AKAP7 is expressed and acts as an AKAP in human platelets. (A) Washed human platelet, mouse platelet, and mouse megakaryocytes lysates (20 µg) were immunoblotted for AKAP7 expression. Representative of 3 independent experiments. (B) Washed platelet lysates (1 mg protein) were incubated with cAMP-bound agarose beads ± cAMP (25 µL). Following incubation, the resin, precipitated antigen, and co-immunoprecipitated proteins were isolated by centrifugation and immunoblotted for PKA RII or AKAP7 binding. Representative immunoblots from 3 independent experiments. (C) Washed platelet lysates (500 μg) were incubated with AKAP7 antibody (2 μg) coupled to protein G beads.
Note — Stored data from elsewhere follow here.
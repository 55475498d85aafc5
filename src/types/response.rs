// src/types/response.rs
use serde::{Deserialize, Serialize};

use crate::core::normalizer::canonical_to_structured;
use crate::template_system::TemplateId;
use crate::types::canonical::CanonicalResume;
use crate::types::structured::StructuredResume;

/// Payload handed to the PDF export service.
#[derive(Debug, Clone, PartialEq, Serialize, Deserialize)]
pub struct PdfExportRequest {
    pub template_id: TemplateId,
    pub resume_data: StructuredResume,
}

impl PdfExportRequest {
    /// The export service only accepts the structured schema.
    pub fn new(template_id: TemplateId, resume: &CanonicalResume) -> Self {
        Self {
            template_id,
            resume_data: canonical_to_structured(resume),
        }
    }
}

#[cfg(test)]
mod tests {
    use super::*;
    use serde_json::json;

    #[test]
    fn test_export_request_shape() {
        let resume: CanonicalResume = serde_json::from_value(json!({
            "name": "Linus",
            "contact": {"email": "l@kernel.org"},
            "summary": "Kernel hacker"
        }))
        .expect("decodes");

        let value = serde_json::to_value(PdfExportRequest::new(TemplateId::Classic, &resume))
            .expect("serializes");
        assert_eq!(value["template_id"], json!("classic"));
        assert_eq!(value["resume_data"]["basics"]["full_name"], json!("Linus"));
        assert_eq!(value["resume_data"]["summary"]["headline"], json!("Kernel hacker"));
    }
}
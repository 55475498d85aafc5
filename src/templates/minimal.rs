// src/templates/minimal.rs
//! Single column with skills and credentials collapsed onto inline lines.

use crate::template_system::{Align, Block, Layout, RenderedDocument, TemplateId};
use crate::types::canonical::CanonicalResume;

use super::{education_entries, experience_entries, header, inline_list, project_entries, summary_blocks};

const SEPARATOR: &str = " · ";

fn inline_skills(resume: &CanonicalResume) -> Vec<Block> {
    resume
        .skills
        .populated()
        .flat_map(|(bucket, items)| inline_list(Some(bucket.display_name()), items, ", "))
        .collect()
}

pub fn render(resume: &CanonicalResume) -> RenderedDocument {
    let main = [
        Block::section("About", summary_blocks(resume)),
        Block::section("Experience", experience_entries(resume)),
        Block::section("Education", education_entries(resume)),
        Block::section("Skills", inline_skills(resume)),
        Block::section("Projects", project_entries(resume)),
        Block::section("Certifications", inline_list(None, resume.certifications(), SEPARATOR)),
        Block::section("Achievements", inline_list(None, resume.achievements(), SEPARATOR)),
    ];

    RenderedDocument {
        template: TemplateId::Minimal,
        layout: Layout::SingleColumn,
        header: header(resume, Align::Left),
        main: main.into_iter().flatten().collect(),
        sidebar: Vec::new(),
    }
}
AKAP7 immunoprecipitates were isolated using centrifugation and analysed for the ability to phosphorylate the synthetic PKA substrate kemptide as a measure of associated PKA. (C(i)) Representative agarose gel image and (C(ii)) Quantification of PKA activity expressed as percentage of PKA activity compared with IgG. Data representative of 3 independent experiments * p < 0.05. (D) Washed platelets (1 × 10⁷ platelets/mL) were subjected to proximity ligation assay to determine physical proximity of the key proteins. (D(i)) Platelets were co-stained with (a) PKA RII and AKAP7 antibodies, (b) AKAP7 alone, (c) PKA RII alone, (d) matched IgG controls, (e) no probes added, and (f) PKA RI and PKAc antibodies as a positive control. Platelet membranes were visualised using wheat germ agglutinin conjugated to Alexa Fluor 488 using fluorescence microscopy. Representative of 4 independent experiments. Scale bar: 10 µm. (D(ii)) Quantification of PLA of 4 independent experiments * p < 0.05, ** p < 0.01.